Exercise brief: Pull out every line below that contains the word "ObjectMeta".
Start of Data extract
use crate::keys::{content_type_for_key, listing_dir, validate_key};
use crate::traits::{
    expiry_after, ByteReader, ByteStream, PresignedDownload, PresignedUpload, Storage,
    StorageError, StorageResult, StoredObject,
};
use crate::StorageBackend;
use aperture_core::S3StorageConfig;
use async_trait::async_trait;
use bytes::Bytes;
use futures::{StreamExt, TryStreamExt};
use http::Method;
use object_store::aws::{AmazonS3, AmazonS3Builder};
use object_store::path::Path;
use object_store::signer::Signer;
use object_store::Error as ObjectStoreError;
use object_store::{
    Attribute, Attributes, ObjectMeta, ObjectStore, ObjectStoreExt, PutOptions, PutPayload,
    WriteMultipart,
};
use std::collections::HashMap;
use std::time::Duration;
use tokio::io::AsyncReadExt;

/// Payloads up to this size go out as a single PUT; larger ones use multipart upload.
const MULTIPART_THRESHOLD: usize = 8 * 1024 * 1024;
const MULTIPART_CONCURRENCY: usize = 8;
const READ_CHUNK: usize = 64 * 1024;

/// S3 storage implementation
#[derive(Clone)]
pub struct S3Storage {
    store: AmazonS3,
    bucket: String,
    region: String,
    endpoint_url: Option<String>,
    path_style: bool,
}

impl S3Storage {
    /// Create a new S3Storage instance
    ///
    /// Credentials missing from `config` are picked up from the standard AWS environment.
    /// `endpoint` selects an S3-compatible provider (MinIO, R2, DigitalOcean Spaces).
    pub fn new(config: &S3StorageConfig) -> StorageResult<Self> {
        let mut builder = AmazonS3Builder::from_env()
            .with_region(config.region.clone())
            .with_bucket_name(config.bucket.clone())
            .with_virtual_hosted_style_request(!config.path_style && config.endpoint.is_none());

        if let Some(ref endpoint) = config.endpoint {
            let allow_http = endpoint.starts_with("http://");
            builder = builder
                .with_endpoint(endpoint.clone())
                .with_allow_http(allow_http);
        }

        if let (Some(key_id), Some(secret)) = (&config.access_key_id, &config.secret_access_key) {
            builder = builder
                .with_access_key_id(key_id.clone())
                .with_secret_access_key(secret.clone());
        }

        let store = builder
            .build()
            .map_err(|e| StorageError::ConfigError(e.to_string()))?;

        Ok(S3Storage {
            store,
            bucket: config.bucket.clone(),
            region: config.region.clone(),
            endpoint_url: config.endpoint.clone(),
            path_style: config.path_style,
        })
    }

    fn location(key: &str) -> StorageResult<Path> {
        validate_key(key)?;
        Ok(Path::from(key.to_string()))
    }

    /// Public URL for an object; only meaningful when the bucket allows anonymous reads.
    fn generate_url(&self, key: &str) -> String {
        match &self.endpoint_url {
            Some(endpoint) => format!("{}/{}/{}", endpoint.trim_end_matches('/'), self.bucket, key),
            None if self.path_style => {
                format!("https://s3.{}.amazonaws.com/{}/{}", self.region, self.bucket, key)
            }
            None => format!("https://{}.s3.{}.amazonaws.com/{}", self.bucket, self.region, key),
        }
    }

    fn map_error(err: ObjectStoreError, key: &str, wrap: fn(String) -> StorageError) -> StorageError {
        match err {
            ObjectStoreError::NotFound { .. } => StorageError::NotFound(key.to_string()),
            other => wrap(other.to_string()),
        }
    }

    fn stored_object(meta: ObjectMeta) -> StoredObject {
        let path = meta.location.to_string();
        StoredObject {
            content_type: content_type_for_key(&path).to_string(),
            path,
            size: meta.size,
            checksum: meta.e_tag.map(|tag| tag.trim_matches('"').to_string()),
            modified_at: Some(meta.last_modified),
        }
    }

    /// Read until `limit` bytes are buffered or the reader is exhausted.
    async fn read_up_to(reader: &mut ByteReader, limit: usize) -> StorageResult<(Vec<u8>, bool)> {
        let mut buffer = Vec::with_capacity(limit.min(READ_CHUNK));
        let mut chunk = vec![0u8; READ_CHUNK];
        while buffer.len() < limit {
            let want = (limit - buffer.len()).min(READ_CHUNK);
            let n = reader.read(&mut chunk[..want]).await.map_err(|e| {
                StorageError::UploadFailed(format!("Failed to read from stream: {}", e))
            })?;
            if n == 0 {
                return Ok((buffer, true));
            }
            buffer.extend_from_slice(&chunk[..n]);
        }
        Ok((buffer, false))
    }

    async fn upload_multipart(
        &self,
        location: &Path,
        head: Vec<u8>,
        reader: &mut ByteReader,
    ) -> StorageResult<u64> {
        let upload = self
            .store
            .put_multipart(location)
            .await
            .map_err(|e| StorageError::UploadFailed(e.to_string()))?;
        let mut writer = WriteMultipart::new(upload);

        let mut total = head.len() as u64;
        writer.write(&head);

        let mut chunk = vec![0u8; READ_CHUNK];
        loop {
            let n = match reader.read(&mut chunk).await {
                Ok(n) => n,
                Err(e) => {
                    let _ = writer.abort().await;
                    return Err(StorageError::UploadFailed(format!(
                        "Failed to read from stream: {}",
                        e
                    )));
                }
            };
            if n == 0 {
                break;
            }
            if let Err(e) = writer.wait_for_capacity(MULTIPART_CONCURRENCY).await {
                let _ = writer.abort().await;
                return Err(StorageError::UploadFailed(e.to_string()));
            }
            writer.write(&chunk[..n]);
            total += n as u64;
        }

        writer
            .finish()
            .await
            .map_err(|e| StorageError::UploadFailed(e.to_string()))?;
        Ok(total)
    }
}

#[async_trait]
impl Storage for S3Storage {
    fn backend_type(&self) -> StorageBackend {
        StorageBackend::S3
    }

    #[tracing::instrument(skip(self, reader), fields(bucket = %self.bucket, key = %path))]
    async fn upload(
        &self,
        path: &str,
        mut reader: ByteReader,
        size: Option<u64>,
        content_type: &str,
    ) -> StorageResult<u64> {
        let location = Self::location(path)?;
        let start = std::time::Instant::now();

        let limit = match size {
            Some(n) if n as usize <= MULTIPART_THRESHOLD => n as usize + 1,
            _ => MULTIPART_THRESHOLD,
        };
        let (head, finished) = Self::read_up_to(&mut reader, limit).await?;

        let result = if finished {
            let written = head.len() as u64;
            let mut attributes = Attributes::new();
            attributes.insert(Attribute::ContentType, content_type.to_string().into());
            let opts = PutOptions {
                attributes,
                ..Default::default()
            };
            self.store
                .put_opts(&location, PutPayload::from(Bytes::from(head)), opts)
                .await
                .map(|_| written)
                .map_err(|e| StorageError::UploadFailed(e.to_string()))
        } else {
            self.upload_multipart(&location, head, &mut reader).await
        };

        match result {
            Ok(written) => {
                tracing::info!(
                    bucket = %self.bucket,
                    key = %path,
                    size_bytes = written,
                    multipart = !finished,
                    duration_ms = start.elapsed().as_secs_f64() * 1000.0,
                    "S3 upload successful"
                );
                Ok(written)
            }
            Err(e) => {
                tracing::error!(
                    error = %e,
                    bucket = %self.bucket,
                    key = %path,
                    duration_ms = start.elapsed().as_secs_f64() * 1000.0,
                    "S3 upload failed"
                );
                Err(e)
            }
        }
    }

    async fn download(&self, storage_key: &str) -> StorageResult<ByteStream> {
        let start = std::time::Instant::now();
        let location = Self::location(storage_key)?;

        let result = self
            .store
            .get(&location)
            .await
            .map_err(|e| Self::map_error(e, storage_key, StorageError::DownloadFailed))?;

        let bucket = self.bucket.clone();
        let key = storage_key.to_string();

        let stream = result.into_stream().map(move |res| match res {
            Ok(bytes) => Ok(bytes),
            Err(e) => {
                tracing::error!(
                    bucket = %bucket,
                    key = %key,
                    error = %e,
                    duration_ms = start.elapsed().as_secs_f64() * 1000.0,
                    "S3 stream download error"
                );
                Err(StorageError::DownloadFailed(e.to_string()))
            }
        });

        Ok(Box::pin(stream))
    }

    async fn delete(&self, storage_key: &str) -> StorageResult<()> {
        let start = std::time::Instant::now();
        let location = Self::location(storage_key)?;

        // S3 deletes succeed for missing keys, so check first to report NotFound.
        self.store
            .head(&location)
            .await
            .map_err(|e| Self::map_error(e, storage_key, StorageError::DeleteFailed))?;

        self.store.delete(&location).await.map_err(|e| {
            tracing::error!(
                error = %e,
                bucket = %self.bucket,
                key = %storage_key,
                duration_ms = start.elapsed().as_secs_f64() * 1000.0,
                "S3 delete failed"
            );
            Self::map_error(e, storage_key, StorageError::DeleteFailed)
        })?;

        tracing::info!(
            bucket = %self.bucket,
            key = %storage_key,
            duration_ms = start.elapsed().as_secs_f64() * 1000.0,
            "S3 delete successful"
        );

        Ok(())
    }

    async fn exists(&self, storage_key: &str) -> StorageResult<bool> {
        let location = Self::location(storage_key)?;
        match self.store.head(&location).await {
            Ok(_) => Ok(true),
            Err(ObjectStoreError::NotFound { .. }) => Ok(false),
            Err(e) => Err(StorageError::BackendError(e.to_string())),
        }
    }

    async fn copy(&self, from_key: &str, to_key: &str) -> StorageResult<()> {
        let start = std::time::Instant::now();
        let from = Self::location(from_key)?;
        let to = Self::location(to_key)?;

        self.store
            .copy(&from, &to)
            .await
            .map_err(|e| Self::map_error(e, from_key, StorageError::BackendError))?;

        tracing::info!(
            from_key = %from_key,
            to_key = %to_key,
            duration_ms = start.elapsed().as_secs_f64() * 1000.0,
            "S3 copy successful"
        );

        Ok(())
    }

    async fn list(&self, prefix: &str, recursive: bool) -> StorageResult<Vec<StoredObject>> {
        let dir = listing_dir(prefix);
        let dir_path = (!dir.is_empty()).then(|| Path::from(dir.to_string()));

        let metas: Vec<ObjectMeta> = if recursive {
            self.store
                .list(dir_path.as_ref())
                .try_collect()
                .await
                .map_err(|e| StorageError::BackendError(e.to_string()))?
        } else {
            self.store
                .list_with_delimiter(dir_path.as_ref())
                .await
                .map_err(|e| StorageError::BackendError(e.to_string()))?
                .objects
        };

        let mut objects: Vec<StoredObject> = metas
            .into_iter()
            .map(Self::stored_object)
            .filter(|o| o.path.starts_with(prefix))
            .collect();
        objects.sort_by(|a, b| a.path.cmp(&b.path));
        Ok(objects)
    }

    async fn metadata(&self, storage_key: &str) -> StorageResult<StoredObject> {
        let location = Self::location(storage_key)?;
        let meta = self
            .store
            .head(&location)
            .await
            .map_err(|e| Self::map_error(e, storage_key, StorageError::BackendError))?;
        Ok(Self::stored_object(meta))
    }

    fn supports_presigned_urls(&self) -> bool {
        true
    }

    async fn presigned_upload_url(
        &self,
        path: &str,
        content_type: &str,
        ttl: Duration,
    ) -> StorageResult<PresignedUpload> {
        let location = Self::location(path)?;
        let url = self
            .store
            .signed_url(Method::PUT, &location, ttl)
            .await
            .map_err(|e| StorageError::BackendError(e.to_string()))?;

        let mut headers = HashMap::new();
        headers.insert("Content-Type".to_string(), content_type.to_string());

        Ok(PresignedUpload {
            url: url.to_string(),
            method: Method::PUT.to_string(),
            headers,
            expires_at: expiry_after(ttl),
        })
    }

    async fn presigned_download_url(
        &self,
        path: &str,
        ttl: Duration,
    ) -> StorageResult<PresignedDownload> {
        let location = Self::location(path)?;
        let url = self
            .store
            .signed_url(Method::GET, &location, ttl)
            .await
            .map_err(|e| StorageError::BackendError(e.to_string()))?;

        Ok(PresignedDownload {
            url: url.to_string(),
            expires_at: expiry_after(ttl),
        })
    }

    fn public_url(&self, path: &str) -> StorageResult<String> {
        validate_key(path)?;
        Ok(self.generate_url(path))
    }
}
End of Data extract
Result of the task:
    Attribute, Attributes, ObjectMeta, ObjectStore, ObjectStoreExt, PutOptions, PutPayload,
    fn stored_object(meta: ObjectMeta) -> StoredObject {
        let metas: Vec<ObjectMeta> = if recursive {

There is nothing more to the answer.